TR21-128 Authors: Xiaotie Deng, Yuhao Li, David Mguni, Jun Wang, Yaodong Yang

Publication: 4th September 2021 09:57

Downloads: 163

Keywords:

Similar to the role of Markov decision processes in reinforcement learning, Markov Games (also called Stochastic Games)lay down the foundation for the study of multi-agent reinforcement learning (MARL) and sequential agent interactions. In this paper, we introduce the solution concept, approximate Markov Perfect Equilibrium (MPE), to finite-state Stochastic Games repeated in the infinite horizon, and prove its $\mathbf{PPAD}$-completeness in computational complexity. Technically, we adopt a function with a polynomially bounded description in the strategy space to convert the MPE computation to a fixed-point problem, even though the stochastic game may demand an exponential number of pure strategies, in the number of states, for each agent. The completeness result follows the reduction of the fixed-point problem to \textsc{End of the Line}.

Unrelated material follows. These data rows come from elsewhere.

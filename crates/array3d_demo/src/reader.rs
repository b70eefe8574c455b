#![deny(missing_docs)]
//! Resolution of the config file used by the demo.

use std::path::{Path, PathBuf};

use directories::BaseDirs;

use crate::config::{Config, ParseError};

/// Error type for [`read_config`]
#[derive(Debug, thiserror::Error)]
pub enum ConfigReaderError {
    /// No config file found among the default locations
    #[error("No config file found")]
    NoConfigFile,
    /// Config parse error. See [`ParseError`]
    #[error("Parse error {0}")]
    Parse(#[from] ParseError),
}

/// Result type for [`read_config`]
pub type Result<T> = std::result::Result<T, ConfigReaderError>;

/// Locations searched, in order, when no explicit config file is given.
fn default_paths() -> Vec<PathBuf> {
    let mut paths = vec![];

    if let Some(base_dirs) = BaseDirs::new() {
        paths.push(base_dirs.config_dir().join("dense3d").join("config.toml"));
    }

    if let Ok(cwd) = std::env::current_dir() {
        paths.push(cwd.join("config/config.toml"));
    }

    paths
}

/// Read the config at `path`, or the first existing file among the default
/// locations when `path` is `None`.
///
/// # Errors
///
/// Will return `Err` if an explicit `path` cannot be read or parsed, if the
/// file found cannot be parsed, or if no file is found.
pub fn read_config<P: AsRef<Path>>(path: Option<P>) -> Result<Config> {
    if let Some(path) = path {
        tracing::debug!(path = %path.as_ref().display(), "reading explicit config file");
        return Ok(Config::from_file(path)?);
    }

    read_first_existing(default_paths())
}

fn read_first_existing(paths: Vec<PathBuf>) -> Result<Config> {
    let Some(path) = paths.into_iter().find(|p| {
        tracing::debug!(path = %p.display(), exists = p.exists(), "probing config location");
        p.exists()
    }) else {
        return Err(ConfigReaderError::NoConfigFile);
    };

    tracing::debug!(path = %path.display(), "reading config file");
    Ok(Config::from_file(path)?)
}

Past works on the stochastic games are mostly zero-sum MARL algorithms. A $P^{PPAD}$ algorithm for the general sum stochastic games in the finite horizon can be derived to establish an approximation algorithm for the general-sum stochastic games. That implies an approximate NE solution to the infinite-horizon setting. Such a possible extension suffers from three weaknesses: 1. the solution is time-dependent and hence not a perfect equilibrium; 2. the time-dependent solution suffers a weakness of noncredible threats; 3. the time complexity is not tight (lower bound $\mathbf{PPAD}$ and upper bound $P^{PPAD}$). Our result beats such a solution in all those three properties.